Parkinson’s disease (PD) is a neurodegenerative disorder that manifests as a result of degeneration of the nigrostriatal system. While L-Dopa still remains the most effective symptomatic treatment, its benefits are limited as it is associated with the development of L-Dopa-induced dyskinesias (LIDs). Furthermore, there is currently no treatment that has proved effective in halting the nigrostriatal degeneration, thus alternative therapeutic targets are needed. To identify such targets, we first established the MPTP mouse model of PD to allow for the investigation of both pathological and behavioural outcomes. In contrast to previous studies, we demonstrated no significant effect of MPTP on motor function at 1 week and 3 months post-MPTP, despite stereological quantification showing a decrease in dopamine cells with increasing MPTP dose, suggesting the MPTP model is more appropriate for identifying effects on cell survival. A screen of novel therapeutic agents and genetic modifications in mice in the MPTP model revealed the growth factor activin A and the kainate receptor subunits GluK1 and GluK3 as the most promising neuroprotective targets. We showed activin A increased survival of dopamine neurons at 1 and 8 weeks following MPTP. Interestingly, animals receiving activin A did not have a corresponding increase in dopamine levels and striatal terminal protection.
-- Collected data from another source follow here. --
use std::sync::Arc;

use crate::io::HistoricalDataset;
use crate::schema::{AttributeSpec, FeatureSchema};

pub fn small_catalog() -> Vec<AttributeSpec> {
    vec![
        AttributeSpec::Numeric {
            name: "ram_gb".to_string(),
            column: "ram_memoria_ram_GB".to_string(),
            min: 0.0,
            max: 256.0,
            default: 16.0,
        },
        AttributeSpec::OneHot {
            name: "device_type".to_string(),
            prefix: "tipo_".to_string(),
            default: "nan".to_string(),
        },
        AttributeSpec::OneHot {
            name: "product_type".to_string(),
            prefix: "tipo_producto_".to_string(),
            default: "nan".to_string(),
        },
        AttributeSpec::LabelEncoded {
            name: "brand".to_string(),
            column: "company_name_label".to_string(),
            labels: vec![
                "ASUS".to_string(),
                "Apple".to_string(),
                "Dell".to_string(),
                "Lenovo".to_string(),
            ],
            default: "ASUS".to_string(),
        },
        AttributeSpec::Numeric {
            name: "webcam".to_string(),
            column: "equip_webcam".to_string(),
            min: 0.0,
            max: 1.0,
            default: 0.0,
        },
    ]
}

/// Header row in dataset order; families are interleaved on purpose.
pub fn headers() -> Vec<String> {
    [
        "tipo_Desktop",
        "tipo_producto_Ultrabook",
        "ram_memoria_ram_GB",
        "tipo_Laptop",
        "tipo_producto_PC gaming",
        "company_name_label",
        "tipo_nan",
        "tipo_producto_nan",
        "equip_webcam",
    ]
    .iter()
    .map(|header| header.to_string())
    .collect()
}

pub fn small_schema() -> Arc<FeatureSchema> {
    Arc::new(FeatureSchema::from_headers(&small_catalog(), &headers()).unwrap())
}

/// One schema-ordered row: ram, device (Desktop/Laptop/nan), product
/// (Ultrabook/PC gaming/nan), brand code, webcam.
pub fn row(ram: f64, device: usize, product: usize, brand: f64, webcam: f64) -> Vec<Option<f64>> {
    let mut values = vec![Some(ram)];
    values.extend((0..3).map(|i| Some(if i == device { 1.0 } else { 0.0 })));
    values.extend((0..3).map(|i| Some(if i == product { 1.0 } else { 0.0 })));
    values.push(Some(brand));
    values.push(Some(webcam));
    values
}

pub fn small_dataset() -> HistoricalDataset {
    let rows = vec![
        row(8.0, 1, 0, 1.0, 1.0),
        row(16.0, 1, 0, 1.0, 1.0),
        row(32.0, 0, 1, 2.0, 0.0),
        row(16.0, 1, 2, 3.0, 1.0),
        row(64.0, 0, 1, 2.0, 0.0),
    ];
    HistoricalDataset::new(
        small_schema(),
        rows,
        vec![900.0, 1200.0, 1500.0, 700.0, 2500.0],
        vec![
            "Apple MacBook Air".to_string(),
            "Apple MacBook Pro".to_string(),
            "Dell XPS Tower".to_string(),
            String::new(),
            "Dell Alienware Aurora".to_string(),
        ],
        "fixture",
    )
    .unwrap()
}

/// Two stumps over ram and webcam with base score 6.
pub const PRICE_MODEL: &str = r#"{
  "learner": {
    "feature_names": ["ram_memoria_ram_GB", "equip_webcam"],
    "feature_types": ["float", "float"],
    "gradient_booster": {
      "model": {
        "gbtree_model_param": {"num_trees": "2"},
        "trees": [
          {
            "left_children": [1, -1, -1],
            "right_children": [2, -1, -1],
            "split_indices": [0, 0, 0],
            "split_conditions": [12.0, 0.5, 1.0],
            "default_left": [1, 0, 0]
          },
          {
            "left_children": [1, -1, -1],
            "right_children": [2, -1, -1],
            "split_indices": [1, 0, 0],
            "split_conditions": [0.5, -0.1, 0.2],
            "default_left": [false, false, false]
          }
        ]
      },
      "name": "gbtree"
    },
    "learner_model_param": {"base_score": "[6E0]", "num_feature": "2"}
  },
  "version": [2, 0, 3]
}"#;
This nigral protective effect of activin A was replicated in the 6-OHDA model of PD. Animals receiving activin A also had lower numbers of astrocytes and microglia following MPTP and LPS, suggesting that activin A’s neuroprotective effects may be driven by its anti-inflammatory properties. In addition, activin A was shown to increase the efficacy of low doses of L-Dopa in 6-OHDA-lesioned mice, suggesting activin A may act as an L-DOPA-sparing agent. We also showed that blocking GluK1 or GluK3, through the use of selective antagonists or knockout animals, increased survival of dopaminergic neurons following MPTP, however there was no corresponding increase in dopamine levels and striatal terminal protection. Our results indicate that activin A, GluK1 and GluK3 are potential neuroprotective targets for PD.